Dataset entries
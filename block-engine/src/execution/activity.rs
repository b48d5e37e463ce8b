// Activity Record
// One-line-per-field diagnostic summary of the last run of a control

use crate::execution::control::ExecutionStatus;

use chrono::{DateTime, SecondsFormat, Utc};
use std::fmt;
use uuid::Uuid;

#[derive(Debug, Clone, PartialEq)]
pub struct ActivityRecord {
    pub kind_label: &'static str,
    pub block_id: String,
    pub run_id: Uuid,
    pub time: DateTime<Utc>,
    pub status: ExecutionStatus,
    pub run_time_ms: Option<u128>,
    /// Label of the block an exception came from
    pub exception_block: Option<String>,
}

impl fmt::Display for ActivityRecord {
    fn fmt(&self, f: &mut fmt::Formatter<'_>) -> fmt::Result {
        let run_time = match self.run_time_ms {
            Some(ms) => ms.to_string(),
            None => "N/A".to_string(),
        };

        write!(
            f,
            "{}: {}\n+ Run ID: {}\n+ Time (UTC): {}\n+ Status: {}\n+ Run time (ms): {}\n+ Exception from block: {}",
            self.kind_label,
            self.block_id,
            self.run_id,
            self.time.to_rfc3339_opts(SecondsFormat::Millis, true),
            self.status,
            run_time,
            self.exception_block.as_deref().unwrap_or("N/A"),
        )
    }
}
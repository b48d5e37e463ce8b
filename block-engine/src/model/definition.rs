// Block Definition Models
// Static schema for basic (FSM) blocks and composite (graph) blocks

use crate::model::value::{DataType, Value};

use serde::{Deserialize, Serialize};
use std::collections::HashMap;
use std::sync::Arc;

/// Reserved trigger name for transitions that need no external event
pub const DIRECT_EVENT: &str = "$direct";

fn direct_event() -> String {
    DIRECT_EVENT.to_string()
}

#[derive(Debug, Clone, Copy, PartialEq, Eq, Hash, Serialize, Deserialize, Default)]
#[serde(rename_all = "camelCase")]
pub enum VariableType {
    #[default]
    Input,
    Output,
    InOut,
    Internal,
}

impl VariableType {
    pub fn is_input(&self) -> bool {
        matches!(self, VariableType::Input | VariableType::InOut)
    }

    pub fn is_output(&self) -> bool {
        matches!(self, VariableType::Output | VariableType::InOut)
    }
}

/// A named, typed slot declared by a block
#[derive(Debug, Clone, PartialEq, Serialize, Deserialize)]
#[serde(rename_all = "camelCase")]
pub struct Variable {
    pub name: String,

    #[serde(default)]
    pub data_type: DataType,

    #[serde(default)]
    pub variable_type: VariableType,

    #[serde(default)]
    pub default_value: Option<Value>,

    /// Type name for reference-typed (object) bindings
    #[serde(default)]
    pub object_type: Option<String>,
}

impl Variable {
    pub fn new(name: impl Into<String>, data_type: DataType, variable_type: VariableType) -> Self {
        Self {
            name: name.into(),
            data_type,
            variable_type,
            default_value: None,
            object_type: None,
        }
    }

    pub fn with_default(mut self, value: impl Into<Value>) -> Self {
        self.default_value = Some(value.into());
        self
    }
}

/// Named event a block consumes or publishes, with the variables it carries
#[derive(Debug, Clone, PartialEq, Serialize, Deserialize)]
#[serde(rename_all = "camelCase")]
pub struct BlockEvent {
    pub name: String,

    #[serde(default)]
    pub is_input: bool,

    #[serde(default)]
    pub variables: Vec<String>,
}

#[derive(Debug, Clone, PartialEq, Serialize, Deserialize)]
#[serde(rename_all = "camelCase")]
pub struct BlockState {
    pub name: String,
}

#[derive(Debug, Clone, PartialEq, Serialize, Deserialize)]
#[serde(rename_all = "camelCase")]
pub struct BlockStateTransition {
    pub from_state: String,
    pub to_state: String,

    /// Event that fires this transition; defaults to the direct sentinel
    #[serde(default = "direct_event")]
    pub trigger_event: String,

    /// Function id of a boolean guard script
    #[serde(default)]
    pub condition: Option<String>,

    /// Function ids run in order when the transition is taken
    #[serde(default)]
    pub actions: Vec<String>,

    #[serde(default)]
    pub default_output_events: Vec<String>,
}

impl BlockStateTransition {
    pub fn is_direct(&self) -> bool {
        self.trigger_event == DIRECT_EVENT
    }
}

/// Execution Control Chart: the FSM of a basic block
#[derive(Debug, Clone, PartialEq, Serialize, Deserialize, Default)]
#[serde(rename_all = "camelCase")]
pub struct ExecutionControlChart {
    #[serde(default)]
    pub states: Vec<BlockState>,

    #[serde(default)]
    pub transitions: Vec<BlockStateTransition>,

    pub initial_state: String,
}

impl ExecutionControlChart {
    pub fn has_state(&self, name: &str) -> bool {
        self.states.iter().any(|s| s.name == name)
    }
}

/// Which runtime family executes a function
#[derive(Debug, Clone, Copy, PartialEq, Eq, Hash, Serialize, Deserialize, Default)]
#[serde(rename_all = "lowercase")]
pub enum RuntimeKind {
    /// Interpreted block-script
    #[default]
    Script,
    /// Host-compiled function registered by name
    Native,
}

/// A named script owned by a basic block
#[derive(Debug, Clone, PartialEq, Serialize, Deserialize)]
#[serde(rename_all = "camelCase")]
pub struct FunctionDef {
    pub id: String,

    #[serde(default)]
    pub runtime: RuntimeKind,

    /// Script text, or the registered name for native functions
    pub source: String,
}

impl FunctionDef {
    pub fn script(id: impl Into<String>, source: impl Into<String>) -> Self {
        Self {
            id: id.into(),
            runtime: RuntimeKind::Script,
            source: source.into(),
        }
    }

    pub fn native(id: impl Into<String>, name: impl Into<String>) -> Self {
        Self {
            id: id.into(),
            runtime: RuntimeKind::Native,
            source: name.into(),
        }
    }
}

#[derive(Debug, Clone, PartialEq, Serialize, Deserialize)]
#[serde(rename_all = "camelCase")]
pub struct BasicBlockDef {
    pub id: String,

    #[serde(default)]
    pub name: String,

    #[serde(default)]
    pub variables: Vec<Variable>,

    #[serde(default)]
    pub events: Vec<BlockEvent>,

    #[serde(default)]
    pub functions: Vec<FunctionDef>,

    pub execution_control_chart: ExecutionControlChart,

    /// Blocks whose functions this block may call
    #[serde(default)]
    pub import_block_ids: Vec<String>,

    #[serde(default)]
    pub default_trigger_event: Option<String>,

    /// Functions exported by imported blocks, filled in by `map_definitions`
    #[serde(skip)]
    pub imported_functions: Vec<FunctionDef>,
}

impl BasicBlockDef {
    /// Own functions shadow imported ones
    pub fn function(&self, id: &str) -> Option<&FunctionDef> {
        self.functions
            .iter()
            .chain(self.imported_functions.iter())
            .find(|f| f.id == id)
    }

    pub fn object_types(&self) -> Vec<String> {
        self.variables
            .iter()
            .filter_map(|v| v.object_type.clone())
            .collect()
    }
}

/// A sub-block placed inside a composite
#[derive(Debug, Clone, PartialEq, Serialize, Deserialize)]
#[serde(rename_all = "camelCase")]
pub struct BlockInstance {
    pub id: String,
    pub definition_id: String,

    #[serde(default)]
    pub display_name: Option<String>,
}

/// Event wiring; a `None` block id is the composite boundary
#[derive(Debug, Clone, PartialEq, Serialize, Deserialize)]
#[serde(rename_all = "camelCase")]
pub struct EventConnection {
    #[serde(default)]
    pub source_block_id: Option<String>,
    pub source_event: String,

    #[serde(default)]
    pub target_block_id: Option<String>,
    pub target_event: String,
}

/// Data wiring; a `None` block id is the composite boundary
#[derive(Debug, Clone, PartialEq, Serialize, Deserialize)]
#[serde(rename_all = "camelCase")]
pub struct DataConnection {
    #[serde(default)]
    pub source_block_id: Option<String>,
    pub source_variable: String,

    #[serde(default)]
    pub target_block_id: Option<String>,
    pub target_variable: String,
}

#[derive(Debug, Clone, Serialize, Deserialize)]
#[serde(rename_all = "camelCase")]
pub struct CompositeBlockDef {
    pub id: String,

    #[serde(default)]
    pub name: String,

    #[serde(default)]
    pub variables: Vec<Variable>,

    #[serde(default)]
    pub events: Vec<BlockEvent>,

    #[serde(default)]
    pub blocks: Vec<BlockInstance>,

    #[serde(default)]
    pub event_connections: Vec<EventConnection>,

    #[serde(default)]
    pub data_connections: Vec<DataConnection>,

    /// Additional definition ids this composite depends on
    #[serde(default)]
    pub references: Vec<String>,

    #[serde(default)]
    pub default_trigger_event: Option<String>,

    /// Resolved definitions keyed by instance id, filled in by `map_definitions`
    #[serde(skip)]
    pub child_definitions: HashMap<String, Arc<BlockDefinition>>,
}

impl CompositeBlockDef {
    pub fn instance(&self, id: &str) -> Option<&BlockInstance> {
        self.blocks.iter().find(|b| b.id == id)
    }

    /// Event connections leaving `source` (None = boundary) on `event`
    pub fn connections_from<'a>(
        &'a self,
        source: Option<&'a str>,
        event: &'a str,
    ) -> impl Iterator<Item = &'a EventConnection> + 'a {
        self.event_connections
            .iter()
            .filter(move |c| c.source_block_id.as_deref() == source && c.source_event == event)
    }

    /// The data connection feeding `variable` of `target` (None = boundary)
    pub fn data_source(&self, target: Option<&str>, variable: &str) -> Option<&DataConnection> {
        self.data_connections
            .iter()
            .find(|c| c.target_block_id.as_deref() == target && c.target_variable == variable)
    }

    /// Data connections terminating at the composite's own outputs
    pub fn boundary_outputs(&self) -> impl Iterator<Item = &DataConnection> {
        self.data_connections
            .iter()
            .filter(|c| c.target_block_id.is_none())
    }
}

/// Either kind of block definition
#[derive(Debug, Clone, Serialize, Deserialize)]
#[serde(tag = "kind", rename_all = "camelCase")]
pub enum BlockDefinition {
    Basic(BasicBlockDef),
    Composite(CompositeBlockDef),
}

impl BlockDefinition {
    pub fn id(&self) -> &str {
        match self {
            BlockDefinition::Basic(def) => &def.id,
            BlockDefinition::Composite(def) => &def.id,
        }
    }

    pub fn name(&self) -> &str {
        match self {
            BlockDefinition::Basic(def) => &def.name,
            BlockDefinition::Composite(def) => &def.name,
        }
    }

    pub fn variables(&self) -> &[Variable] {
        match self {
            BlockDefinition::Basic(def) => &def.variables,
            BlockDefinition::Composite(def) => &def.variables,
        }
    }

    pub fn events(&self) -> &[BlockEvent] {
        match self {
            BlockDefinition::Basic(def) => &def.events,
            BlockDefinition::Composite(def) => &def.events,
        }
    }

    pub fn variable(&self, name: &str) -> Option<&Variable> {
        self.variables().iter().find(|v| v.name == name)
    }

    pub fn event(&self, name: &str) -> Option<&BlockEvent> {
        self.events().iter().find(|e| e.name == name)
    }

    /// Explicit trigger, else the declared default, else the first input event
    pub fn resolve_trigger(&self, explicit: Option<&str>) -> Option<String> {
        if let Some(event) = explicit {
            return Some(event.to_string());
        }
        let declared = match self {
            BlockDefinition::Basic(def) => def.default_trigger_event.as_ref(),
            BlockDefinition::Composite(def) => def.default_trigger_event.as_ref(),
        };
        declared.cloned().or_else(|| {
            self.events()
                .iter()
                .find(|e| e.is_input)
                .map(|e| e.name.clone())
        })
    }

    pub fn kind_label(&self) -> &'static str {
        match self {
            BlockDefinition::Basic(_) => "BasicBlock",
            BlockDefinition::Composite(_) => "CompositeBlock",
        }
    }
}

#[cfg(test)]
mod tests {
    use super::*;

    fn add_block() -> BlockDefinition {
        let yaml = r#"
kind: basic
id: Add
variables:
  - name: X
    dataType: int32
  - name: Y
    dataType: int32
  - name: Result
    dataType: int32
    variableType: output
events:
  - name: Start
    isInput: true
    variables: [X, Y]
  - name: Completed
functions:
  - id: compute
    source: "Result = X + Y"
executionControlChart:
  initialState: Idle
  states:
    - name: Idle
  transitions:
    - fromState: Idle
      toState: Idle
      triggerEvent: Start
      actions: [compute]
      defaultOutputEvents: [Completed]
"#;
        serde_yaml::from_str(yaml).unwrap()
    }

    #[test]
    fn test_deserialize_basic_block() {
        let def = add_block();
        assert_eq!(def.id(), "Add");
        assert_eq!(def.kind_label(), "BasicBlock");
        assert_eq!(def.variables().len(), 3);
        assert_eq!(def.variable("Result").unwrap().variable_type, VariableType::Output);
        assert_eq!(def.variable("X").unwrap().data_type, DataType::Int32);

        let BlockDefinition::Basic(basic) = &def else {
            panic!("expected basic block");
        };
        assert_eq!(basic.execution_control_chart.transitions[0].trigger_event, "Start");
        assert!(basic.function("compute").is_some());
        assert!(basic.function("missing").is_none());
    }

    #[test]
    fn test_transition_defaults_to_direct() {
        let yaml = "fromState: A\ntoState: B\n";
        let transition: BlockStateTransition = serde_yaml::from_str(yaml).unwrap();
        assert!(transition.is_direct());
        assert!(transition.actions.is_empty());
    }

    #[test]
    fn test_resolve_trigger() {
        let def = add_block();
        assert_eq!(def.resolve_trigger(Some("Other")).as_deref(), Some("Other"));
        // No declared default: first input event
        assert_eq!(def.resolve_trigger(None).as_deref(), Some("Start"));
    }

    #[test]
    fn test_composite_connection_lookup() {
        let yaml = r#"
kind: composite
id: Pair
blocks:
  - id: A
    definitionId: Add
eventConnections:
  - sourceEvent: Start
    targetBlockId: A
    targetEvent: Start
  - sourceBlockId: A
    sourceEvent: Completed
    targetEvent: Completed
dataConnections:
  - sourceVariable: X
    targetBlockId: A
    targetVariable: X
  - sourceBlockId: A
    sourceVariable: Result
    targetVariable: Result
"#;
        let def: BlockDefinition = serde_yaml::from_str(yaml).unwrap();
        let BlockDefinition::Composite(composite) = def else {
            panic!("expected composite block");
        };

        let initial: Vec<_> = composite.connections_from(None, "Start").collect();
        assert_eq!(initial.len(), 1);
        assert_eq!(initial[0].target_block_id.as_deref(), Some("A"));

        let source = composite.data_source(Some("A"), "X").unwrap();
        assert!(source.source_block_id.is_none());
        assert_eq!(composite.boundary_outputs().count(), 1);
    }
}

About this task:
The answer should be nothing but the number of lines above that contain "Result".

Exercise solution:
6